The drug was also prescribed for other conditions including irritable bowel syndrome, depression and schizophrenia.
“The use of the drug has become widespread as the condition has been linked to the use of pharmaceuticals to treat PTSD in the UK and other countries,” said Dr Stephen Denton, an associate professor at King’s College London and the author of the study.
“But it has also become a trend in the US, which has seen some of the drugs prescribed to the British have caused a spike in sales, with some people having been prescribed the drugs for many years.”
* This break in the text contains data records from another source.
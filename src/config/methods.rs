//! Setter methods of `LexiconConfigBuilder`

use std::path::PathBuf;

use super::builder::LexiconConfigBuilder;

impl LexiconConfigBuilder {
    #[must_use]
    pub fn api_endpoint(mut self, endpoint: impl Into<String>) -> Self {
        self.config.api_endpoint = endpoint.into();
        self
    }

    #[must_use]
    pub fn site_origin(mut self, origin: impl Into<String>) -> Self {
        self.config.site_origin = origin.into();
        self
    }

    /// Set the heading text of the extracted section (default `"Latin"`)
    #[must_use]
    pub fn target_label(mut self, label: impl Into<String>) -> Self {
        self.config.pipeline.target_label = label.into();
        self
    }

    /// Set the heading level that opens subsections
    ///
    /// Wiktionary puts parts of speech at level 3 and declension tables at
    /// level 4; choose 4 to keep each part of speech in one subsection.
    #[must_use]
    pub fn subsection_heading_level(mut self, level: u8) -> Self {
        self.config.pipeline.subsection_heading_level = level;
        self
    }

    #[must_use]
    pub fn collapsible_headings(mut self, collapsible: bool) -> Self {
        self.config.pipeline.collapsible_headings = collapsible;
        self
    }

    #[must_use]
    pub fn enable_cross_reference_appendix(mut self, enable: bool) -> Self {
        self.config.pipeline.enable_cross_reference_appendix = enable;
        self
    }

    #[must_use]
    pub fn history_capacity(mut self, capacity: usize) -> Self {
        self.config.history_capacity = capacity;
        self
    }

    #[must_use]
    pub fn cache_capacity(mut self, capacity: usize) -> Self {
        self.config.cache_capacity = capacity;
        self
    }

    #[must_use]
    pub fn request_timeout_secs(mut self, secs: u64) -> Self {
        self.config.request_timeout_secs = secs;
        self
    }

    #[must_use]
    pub fn state_path(mut self, path: impl Into<PathBuf>) -> Self {
        self.config.state_path = Some(path.into());
        self
    }
}
//! Test utilities and fixtures shared by the integration tests

use std::collections::HashMap;
use std::sync::Arc;
use std::sync::atomic::{AtomicUsize, Ordering};

use latin_lexicon::dom::TreeNode;
use latin_lexicon::fetch::{FetchFuture, PageResponse, PageSource, WikiPage};
use latin_lexicon::LexiconError;
use tokio::sync::Notify;

/// Rendered `rosa` entry in the current Wiktionary markup
///
/// Italian comes before Latin and Portuguese after it; the `*_MARKER` strings
/// must never reach the extracted output.
#[allow(dead_code)]
pub const ROSA_PAGE: &str = r##"<div class="mw-content-ltr mw-parser-output" lang="en" dir="ltr">
<div class="mw-heading mw-heading2"><h2 id="Italian">Italian</h2><span class="mw-editsection"><a href="/w/index.php?title=rosa&amp;action=edit&amp;section=1">edit</a></span></div>
<p>ITALIAN_MARKER <a href="/wiki/rosa#Italian">rosa</a></p>
<hr>
<div class="mw-heading mw-heading2"><h2 id="Latin">Latin</h2><span class="mw-editsection"><a href="/w/index.php?title=rosa&amp;action=edit&amp;section=5">edit</a></span></div>
<div class="mw-heading mw-heading3"><h3 id="Etymology">Etymology</h3><span class="mw-editsection"><a href="/w/index.php?title=rosa&amp;action=edit&amp;section=6">edit</a></span></div>
<p>Probably via Etruscan from <a href="/wiki/Ancient_Greek">Ancient Greek</a> <a href="/wiki/%E1%BF%A5%CF%8C%CE%B4%CE%BF%CE%BD#Ancient_Greek">ῥόδον</a>; compare <a href="/wiki/rhodon#Latin">rhodon</a>.</p>
<div class="mw-heading mw-heading3"><h3 id="Noun">Noun</h3></div>
<p><strong class="Latn headword" lang="la">rosa</strong> f (<i>genitive</i> <b><a href="/wiki/rosae#Latin">rosae</a></b>); <a href="/wiki/Appendix:Latin_first_declension">first declension</a></p>
<ol><li><a href="https://example.org/rose">rose</a> <a href="#cite_note-1">[1]</a> <a href="Special:Search">search</a></li></ol>
<div class="mw-heading mw-heading4"><h4 id="Declension">Declension</h4></div>
<table class="inflection-table">
<tr><th style="background:rgb(84,158,160)">Case</th><th style="background-color: #40E0D0">Singular</th><th>Plural</th></tr>
<tr><th><span title="vocative case">vocative</span></th><td>rosa</td><td>rosae</td></tr>
<tr><th><span title="nominative case">nominative</span></th><td>rosa</td><td>rosae</td></tr>
<tr><th><span title="genitive case">genitive</span></th><td>rosae</td><td>rosārum</td></tr>
<tr><th><span title="accusative case">accusative</span></th><td>rosam<br>rosām</td><td>rosās</td></tr>
</table>
<hr>
<div class="mw-heading mw-heading2"><h2 id="Portuguese">Portuguese</h2></div>
<p>PORTUGUESE_MARKER</p>
</div>"##;

/// Page with no Latin section at all
#[allow(dead_code)]
pub const ENGLISH_ONLY_PAGE: &str = r#"<div class="mw-parser-output">
<h2><span class="mw-headline" id="English">English</span></h2>
<p>An English word.</p>
<h3><span class="mw-headline" id="Noun">Noun</span></h3>
<p>thing</p>
</div>"#;

/// Appendix page body
#[allow(dead_code)]
pub const APPENDIX_PAGE: &str = r#"<div class="mw-parser-output">
<p>Nouns of the <b>first declension</b> end in <i>-a</i>. See <a href="/wiki/rosa#Latin">rosa</a> or <a href="https://en.wikipedia.org/wiki/Latin_declension">Wikipedia</a>.</p>
<hr>
<table class="inflection-table"><tr><th><span title="nominative case">nom</span></th><td>-a</td></tr></table>
</div>"#;

/// Build the JSON body the parse API returns for a page
#[allow(dead_code)]
pub fn parse_response(title: &str, html: &str) -> String {
    serde_json::json!({
        "parse": {
            "title": title,
            "pageid": 1,
            "revid": 100,
            "text": { "*": html }
        }
    })
    .to_string()
}

#[allow(dead_code)]
pub fn missing_response() -> String {
    serde_json::json!({
        "error": {
            "code": "missingtitle",
            "info": "The page you specified doesn't exist.",
            "*": "See https://en.wiktionary.org/w/api.php for API usage."
        },
        "servedby": "mw-api-ext"
    })
    .to_string()
}

/// Canned answer for one title
#[derive(Debug, Clone)]
#[allow(dead_code)]
pub enum Canned {
    Page(String),
    Missing,
    Status(u16, String),
    /// JSON without either `parse` or `error`
    Malformed,
}

/// In-memory page source with optional gates to control completion order
#[derive(Default)]
#[allow(dead_code)]
pub struct StaticSource {
    pages: HashMap<String, Canned>,
    gates: HashMap<String, Arc<Notify>>,
    calls: AtomicUsize,
}

#[allow(dead_code)]
impl StaticSource {
    pub fn new() -> Self {
        Self::default()
    }

    pub fn with(mut self, title: &str, canned: Canned) -> Self {
        self.pages.insert(title.to_string(), canned);
        self
    }

    /// Make fetches of `title` wait until the returned handle is notified
    pub fn gate(&mut self, title: &str) -> Arc<Notify> {
        let notify = Arc::new(Notify::new());
        self.gates.insert(title.to_string(), notify.clone());
        notify
    }

    pub fn calls(&self) -> usize {
        self.calls.load(Ordering::SeqCst)
    }
}

impl PageSource for StaticSource {
    fn fetch_page<'a>(&'a self, title: &'a str) -> FetchFuture<'a> {
        Box::pin(async move {
            self.calls.fetch_add(1, Ordering::SeqCst);
            if let Some(gate) = self.gates.get(title) {
                gate.notified().await;
            }
            match self.pages.get(title) {
                Some(Canned::Page(html)) => Ok(PageResponse::Found(WikiPage {
                    title: title.to_string(),
                    revid: Some(1),
                    html: html.clone(),
                })),
                Some(Canned::Status(status, body)) => Err(LexiconError::Transport {
                    status: *status,
                    body: body.clone(),
                }),
                Some(Canned::Malformed) => Err(LexiconError::MalformedResponse(
                    "response has neither parse nor error".to_string(),
                )),
                Some(Canned::Missing) | None => Ok(PageResponse::Missing {
                    code: "missingtitle".to_string(),
                    info: String::new(),
                }),
            }
        })
    }
}

/// Browser-free tree node for driving the section extractor directly
#[derive(Debug, Clone, PartialEq, Eq)]
#[allow(dead_code)]
pub enum MockNode {
    Text(String),
    Element {
        tag: String,
        attributes: Vec<(String, String)>,
        children: Vec<MockNode>,
    },
}

#[allow(dead_code)]
impl MockNode {
    pub fn text(content: &str) -> Self {
        Self::Text(content.to_string())
    }

    pub fn element(tag: &str, children: Vec<MockNode>) -> Self {
        Self::Element {
            tag: tag.to_string(),
            attributes: Vec::new(),
            children,
        }
    }

    pub fn heading(level: u8, label: &str) -> Self {
        Self::element(&format!("h{level}"), vec![Self::text(label)])
    }

    pub fn paragraph(content: &str) -> Self {
        Self::element("p", vec![Self::text(content)])
    }
}

impl TreeNode for MockNode {
    fn is_element(&self) -> bool {
        matches!(self, Self::Element { .. })
    }

    fn tag(&self) -> Option<String> {
        match self {
            Self::Element { tag, .. } => Some(tag.clone()),
            Self::Text(_) => None,
        }
    }

    fn text_content(&self) -> String {
        match self {
            Self::Text(content) => content.clone(),
            Self::Element { children, .. } => children.iter().map(TreeNode::text_content).collect(),
        }
    }

    fn child_nodes(&self) -> Vec<Self> {
        match self {
            Self::Element { children, .. } => children.clone(),
            Self::Text(_) => Vec::new(),
        }
    }

    fn attribute(&self, name: &str) -> Option<String> {
        match self {
            Self::Element { attributes, .. } => attributes
                .iter()
                .find(|(key, _)| key == name)
                .map(|(_, value)| value.clone()),
            Self::Text(_) => None,
        }
    }
}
So we are seeing this growth in prescription of medusa,” he added.”
It’s not just an epidemic of drug use, but it’s also an epidemic in the United Kingdom as well.
“If you go into the drugstore and see that the number one item is the medusa, you would be forgiven for thinking that’s just a trend of the past.”
There is now a big number of people who are being prescribed these drugs for PTSD, so it is becoming a big trend.
“The increase in prescribing of medusas came as a surprise to Dr Andrew Worsley, an NHS medical director at Leeds General Infirmary.”
We’re in the middle of an outbreak of this in the NHS, which is a really worrying development,” he said.”
Medusas are used in the treatment of some of these other conditions and people have been prescribed them for years and years.
It is very worrying that the NHS is not doing more to support and promote its use and availability,” he continued.”
The number of prescriptions is rising, which indicates there is a big demand for the drug.”
“It is very worrying that the NHS is not doing more to support and promote its use and availability,” he continued.
Dr Worsleys study found that, despite a long history of prescribing medusa, the use was not rising in the way doctors wanted it to.
“While the number prescribing medusa in the past has been relatively high, it was not at the level we would like,” he explained.
“We do want to see more of this, and more people getting the medication.”
But Dr WorsLEY believes that more can be done to support the use and development of meduses.
“I think it is important that we make sure we have the right prescribing guidelines and policies in place, so that we can ensure that these medications are prescribed appropriately,” he concluded.